What’s new: Researchers at Texas A&M and the National Renewable Energy Laboratory developed a system that helps algae farmers keep an algal colony growing at top speed.
How it works: Individual algae cells shade out their neighbors if they grow too densely, keeping the colony from taking full advantage of available light. The authors built an algal growth simulator that lets farmers know when to harvest algae to optimize the colony’s density for growth. The training data consisted of grayscale images of algal colonies under six lighting conditions and at 23 intervals over time. Each example included its average algal concentration, and each pixel was labeled with the light intensity.
- The authors trained a separate support-vector regression (SVR) model for each pixel to estimate the light intensity.

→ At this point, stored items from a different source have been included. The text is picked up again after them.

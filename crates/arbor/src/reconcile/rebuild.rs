//! Destructive Rebuild.

use rusqlite::{Connection, TransactionBehavior};
use tracing::{info, warn};

use super::scan::{DocumentSet, scan_documents};
use super::{Confirmation, RebuildSummary, ReconciliationEngine};
use crate::error::{Error, Result};
use crate::state::derived::recompute;
use crate::store::{TASKS_TABLE, insert_row, now_text, purge_dangling_edges, reset_sequence};

/// Drops and refills the task table. Foreign keys must already be off.
///
/// Returns the number of edges purged.
fn replace_tasks(conn: &mut Connection, documents: &DocumentSet, max_depth: u32) -> Result<usize> {
    let tx = conn.transaction_with_behavior(TransactionBehavior::Immediate)?;

    tx.execute_batch("DROP TABLE IF EXISTS tasks")?;
    tx.execute_batch(TASKS_TABLE)?;

    let now = now_text();
    for record in documents.records.values() {
        insert_row(&tx, record, &now)?;
    }
    recompute(&tx, max_depth)?;
    let purged = purge_dangling_edges(&tx)?;
    reset_sequence(&tx)?;

    tx.commit()?;
    Ok(purged)
}

impl ReconciliationEngine<'_> {
    /// Recreates the task table from the documents.
    ///
    /// Store-only state (rows without a valid document) is discarded, which
    /// is why the caller must confirm. Edges survive when both endpoints are
    /// rebuilt. The id sequence is reset to the highest rebuilt id.
    ///
    /// # Errors
    ///
    /// Returns [`Error::ConfirmationRequired`] without confirmation, or an
    /// error if the documents cannot be listed or the store transaction
    /// fails; the store is then unchanged.
    pub fn rebuild(&self, confirmation: Confirmation) -> Result<RebuildSummary> {
        if confirmation != Confirmation::Confirmed {
            return Err(Error::ConfirmationRequired("rebuild"));
        }

        let documents = scan_documents(self.docs)?;

        let mut conn = self.store.connection()?;
        // Dropping the table with foreign keys on would cascade into edges,
        // and the pragma is ignored inside a transaction.
        conn.pragma_update(None, "foreign_keys", "OFF")?;
        let replaced = replace_tasks(&mut conn, &documents, self.max_depth);
        let reenabled = conn.pragma_update(None, "foreign_keys", "ON");
        drop(conn);

        let purged_edges = replaced?;
        reenabled?;

        if purged_edges > 0 {
            warn!(purged_edges, "dropped edges to tasks without documents");
        }

        let summary = RebuildSummary {
            rebuilt: documents.records.len(),
            skipped: documents.skipped,
            purged_edges,
            warnings: documents.warnings,
        };
        info!(
            rebuilt = summary.rebuilt,
            skipped = summary.skipped,
            purged_edges,
            "rebuild complete"
        );

        self.commit_documents(&format!("rebuild: {} tasks from files", summary.rebuilt));
        Ok(summary)
    }
}
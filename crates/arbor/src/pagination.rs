//! Page-number pagination for listings.

use serde::Serialize;

use crate::error::{Error, Result};

/// Page size used when the caller does not choose one.
pub const DEFAULT_PAGE_SIZE: u32 = 10;

/// Largest accepted page size.
pub const MAX_PAGE_SIZE: u32 = 100;

/// A 1-based page request.
#[derive(Debug, Clone, Copy, PartialEq, Eq)]
pub struct PageRequest {
    page: u32,
    page_size: u32,
}

impl Default for PageRequest {
    fn default() -> Self {
        Self {
            page: 1,
            page_size: DEFAULT_PAGE_SIZE,
        }
    }
}

impl PageRequest {
    /// Creates a request.
    ///
    /// # Errors
    ///
    /// Returns [`Error::Validation`] if `page` is zero or `page_size` is
    /// outside `1..=MAX_PAGE_SIZE`.
    pub fn new(page: u32, page_size: u32) -> Result<Self> {
        if page == 0 {
            return Err(Error::Validation("page must be at least 1".into()));
        }
        if page_size == 0 || page_size > MAX_PAGE_SIZE {
            return Err(Error::Validation(format!(
                "page size must be between 1 and {MAX_PAGE_SIZE}"
            )));
        }
        Ok(Self { page, page_size })
    }

    /// A single page large enough for any realistic listing.
    #[must_use]
    pub fn all() -> Self {
        Self {
            page: 1,
            page_size: u32::MAX,
        }
    }

    /// 1-based page number.
    #[must_use]
    pub fn page(self) -> u32 {
        self.page
    }

    /// Items per page.
    #[must_use]
    pub fn page_size(self) -> u32 {
        self.page_size
    }

    /// Rows to skip.
    #[must_use]
    pub fn offset(self) -> u64 {
        u64::from(self.page - 1) * u64::from(self.page_size)
    }

    /// Rows to return.
    #[must_use]
    pub fn limit(self) -> u64 {
        u64::from(self.page_size)
    }
}

/// One page of results with navigation metadata.
#[derive(Debug, Clone, PartialEq, Eq, Serialize)]
pub struct Page<T> {
    /// Items on this page.
    pub items: Vec<T>,
    /// 1-based page number.
    pub page: u32,
    /// Requested page size.
    pub page_size: u32,
    /// Items across all pages.
    pub total_items: u64,
    /// Number of pages, at least 1.
    pub total_pages: u64,
    /// A later page exists.
    pub has_next: bool,
    /// An earlier page exists.
    pub has_prev: bool,
}

impl<T> Page<T> {
    /// Wraps `items` fetched for `request` out of `total_items`.
    #[must_use]
    pub fn new(items: Vec<T>, request: PageRequest, total_items: u64) -> Self {
        let total_pages = total_items.div_ceil(request.limit()).max(1);
        let page = u64::from(request.page());
        Self {
            items,
            page: request.page(),
            page_size: request.page_size(),
            total_items,
            total_pages,
            has_next: page < total_pages,
            has_prev: page > 1,
        }
    }

    /// Maps the items, keeping the metadata.
    pub fn map<U>(self, f: impl FnMut(T) -> U) -> Page<U> {
        Page {
            items: self.items.into_iter().map(f).collect(),
            page: self.page,
            page_size: self.page_size,
            total_items: self.total_items,
            total_pages: self.total_pages,
            has_next: self.has_next,
            has_prev: self.has_prev,
        }
    }
}
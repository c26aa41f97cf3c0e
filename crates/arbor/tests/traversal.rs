//! Planning and execution traversals driven by in-process delegates.

mod common;

use std::sync::atomic::{AtomicUsize, Ordering};
use std::sync::{Arc, Mutex};

use arbor::exec::{ExecutionMode, ExecutionOutcome, ExecutionRequest};
use arbor::{
    ArborConfig, Engine, Executor, Relation, TaskStatus, Traversal, TraversalContext,
    TraversalKind,
};
use async_trait::async_trait;
use common::{SnapshotVcs, add, id, project_with};
use tokio_util::sync::CancellationToken;

/// Remembers every request; splits tasks titled "Big ...", plans the rest
/// and reports success for every run.
#[derive(Default)]
struct RecordingExecutor {
    requests: Mutex<Vec<ExecutionRequest>>,
}

impl RecordingExecutor {
    fn requests_for(&self, title: &str) -> Vec<ExecutionRequest> {
        self.requests
            .lock()
            .expect("lock requests")
            .iter()
            .filter(|r| r.title == title)
            .cloned()
            .collect()
    }
}

#[async_trait]
impl Executor for RecordingExecutor {
    async fn execute(&self, request: &ExecutionRequest) -> arbor::Result<ExecutionOutcome> {
        self.requests
            .lock()
            .expect("lock requests")
            .push(request.clone());
        Ok(match request.mode {
            ExecutionMode::Plan if request.title.starts_with("Big") => {
                ExecutionOutcome::success("[SPLIT]\n- Part one\n  First half.\n- Part two\n")
            }
            ExecutionMode::Plan => {
                ExecutionOutcome::success(format!("[PLANNED]\n1. Do {}", request.title))
            }
            ExecutionMode::Run => ExecutionOutcome::success("all good"),
        })
    }
}

/// Cancels the traversal from inside the first call it receives.
struct CancellingExecutor {
    token: CancellationToken,
    calls: AtomicUsize,
}

#[async_trait]
impl Executor for CancellingExecutor {
    async fn execute(&self, _request: &ExecutionRequest) -> arbor::Result<ExecutionOutcome> {
        self.calls.fetch_add(1, Ordering::SeqCst);
        self.token.cancel();
        Ok(ExecutionOutcome::success("finished anyway"))
    }
}

fn engine_with(config: ArborConfig) -> (tempfile::TempDir, Arc<Engine>, Arc<SnapshotVcs>) {
    let vcs = Arc::new(SnapshotVcs::default());
    let (dir, engine) = project_with(config, vcs.clone());
    (dir, Arc::new(engine), vcs)
}

fn traversal(engine: &Arc<Engine>, executor: Arc<dyn Executor>, kind: TraversalKind) -> Traversal {
    Traversal::new(
        Arc::clone(engine),
        executor,
        Arc::new(TraversalContext::new(kind)),
    )
}

// === Planning ===

#[tokio::test(flavor = "multi_thread", worker_threads = 2)]
async fn split_children_are_planned_at_max_depth() {
    let config = ArborConfig {
        max_depth: 1,
        ..ArborConfig::default()
    };
    let (_dir, engine, _vcs) = engine_with(config);
    let root = add(&engine, "Big root");
    let executor = Arc::new(RecordingExecutor::default());

    let report = traversal(&engine, executor.clone(), TraversalKind::Plan)
        .plan_pending()
        .await
        .expect("plan traversal");

    assert_eq!(report.completed, 3);
    assert_eq!(report.failed, 0);
    assert_eq!(engine.get_task(root.id).expect("root").status, TaskStatus::Split);

    let root_request = &executor.requests_for("Big root")[0];
    assert!(!root_request.at_max_depth);
    assert_eq!(root_request.requirement, "Requirement of Big root.");

    let part_one = &executor.requests_for("Part one")[0];
    assert!(part_one.at_max_depth);
    assert_eq!(part_one.requirement, "First half.");
    let parent = part_one
        .related
        .iter()
        .find(|r| r.relation == Relation::Parent)
        .expect("parent is related");
    assert_eq!(parent.id, root.id);
    assert_eq!(parent.text, "Requirement of Big root.");
    assert!(part_one.context_map.contains("Part two"));

    for child in engine.store().children(root.id).expect("children") {
        assert_eq!(child.status, TaskStatus::Planned);
        assert!(engine.task_detail(child.id).expect("detail").plan.is_some());
    }
}

// === Running ===

#[tokio::test(flavor = "multi_thread", worker_threads = 2)]
async fn run_sees_dependency_plans_and_commits_once() {
    let (_dir, engine, vcs) = engine_with(ArborConfig::default());
    let build = add(&engine, "Build");
    let ship = add(&engine, "Ship");
    engine.add_edge(ship.id, build.id).expect("ship needs build");
    engine.attach_plan(build.id, "compile it").expect("plan build");
    engine.attach_plan(ship.id, "upload it").expect("plan ship");
    let commits_before = vcs.commit_count();
    let executor = Arc::new(RecordingExecutor::default());

    let report = traversal(&engine, executor.clone(), TraversalKind::Run)
        .run_ready()
        .await
        .expect("run traversal");

    assert_eq!((report.completed, report.failed), (2, 0));
    assert!(!report.cancelled);

    let ship_request = &executor.requests_for("Ship")[0];
    assert_eq!(ship_request.plan.as_deref(), Some("upload it\n"));
    let dependency = ship_request
        .related
        .iter()
        .find(|r| r.relation == Relation::Dependency)
        .expect("dependency is related");
    assert_eq!(dependency.text, "compile it\n");

    let detail = engine.task_detail(ship.id).expect("detail");
    assert_eq!(detail.task.status, TaskStatus::Done);
    assert_eq!(detail.report.as_deref(), Some("all good\n"));

    let messages = vcs.messages.lock().expect("lock messages");
    assert_eq!(messages.len(), commits_before + 1);
    assert_eq!(
        messages.last().map(String::as_str),
        Some("run: 2 succeeded, 0 failed")
    );
}

#[tokio::test(flavor = "multi_thread", worker_threads = 2)]
async fn cancellation_lets_running_task_finish() {
    let config = ArborConfig {
        parallelism: 1,
        ..ArborConfig::default()
    };
    let (_dir, engine, _vcs) = engine_with(config);
    for title in ["One", "Two", "Three"] {
        let task = add(&engine, title);
        engine.attach_plan(task.id, "go").expect("plan task");
    }

    let context = Arc::new(TraversalContext::new(TraversalKind::Run));
    let executor = Arc::new(CancellingExecutor {
        token: context.token().clone(),
        calls: AtomicUsize::new(0),
    });
    let report = Traversal::new(Arc::clone(&engine), executor.clone(), Arc::clone(&context))
        .run_ready()
        .await
        .expect("run traversal");

    assert!(report.cancelled);
    assert_eq!(executor.calls.load(Ordering::SeqCst), 1);
    assert_eq!(report.completed, 1);
    assert_eq!(engine.get_task(id(1)).expect("#1").status, TaskStatus::Done);
    for raw in [2, 3] {
        assert_eq!(
            engine.get_task(id(raw)).expect("task").status,
            TaskStatus::Planned
        );
    }
    assert!(context.status().in_flight.is_empty());
}

// === Full Cycle ===

#[tokio::test(flavor = "multi_thread", worker_threads = 2)]
async fn cycle_takes_todo_tree_to_done() {
    let (_dir, engine, _vcs) = engine_with(ArborConfig::default());
    let root = add(&engine, "Big feature");
    let executor = Arc::new(RecordingExecutor::default());

    let report = traversal(&engine, executor, TraversalKind::Cycle)
        .cycle()
        .await
        .expect("cycle traversal");

    assert!(report.plan_rounds >= 1);
    assert_eq!(report.failed, 0);
    let stats = engine.stats().expect("stats");
    assert_eq!(stats.leaves, 2);
    assert_eq!(stats.leaves_with(TaskStatus::Done), 2);
    assert_eq!(engine.get_task(root.id).expect("root").status, TaskStatus::Split);
}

- They further labeled each pixel with the SVR’s estimated light intensity and used the relabeled images to train a random forest to predict the average growth rate.
- At inference, these techniques combined to predict algal growth. Given a picture of a colony and its initial algal concentration, the SVRs estimated light intensities per pixel, and the random forest used the estimates to determine how the algae would grow.
Results: The authors found that growth rates across all lighting conditions were at their highest when pixels darkened by algal growth accounted for between 43 percent and 65 percent of an image. They used their system to determine when to harvest indoor and outdoor algae farms. The outdoor farm produced 43.3 grams of biomass per day, the indoor pond 48.1 grams per day. A commercial operation using the authors’ method would produce a biofuel sale price of $281 per ton. That’s comparable to the $260-per-ton price of ethanol derived from corn, which requires expensive processing that algae doesn’t.
Behind the news: Depending on the species and processing method, algae can be turned into a variety of fuel products including diesel, alcohol, jet fuel, gasoline, hydrogen, and methane. It was first proposed as a source of fuel in the 1950s and has been a growing area of sustainable-energy research since the 1970s. However, algal fuels have made little commercial headway due largely to low yields and the cost of processing harvested biomass.
Why it matters: Converting algae into fuel is attractive because the biomass is renewable, absorbs as much atmospheric carbon as it emits, and works with internal-combustion engines. To date, it hasn’t scaled well. If machine learning can make it more productive, it could revitalize this approach to alternative energy.
We’re thinking: Between this work, Fraunhofer Institute’s similar algal growth system, and Hypergiant’s AI-powered algae bioreactor, machine learning applications for algae are blooming!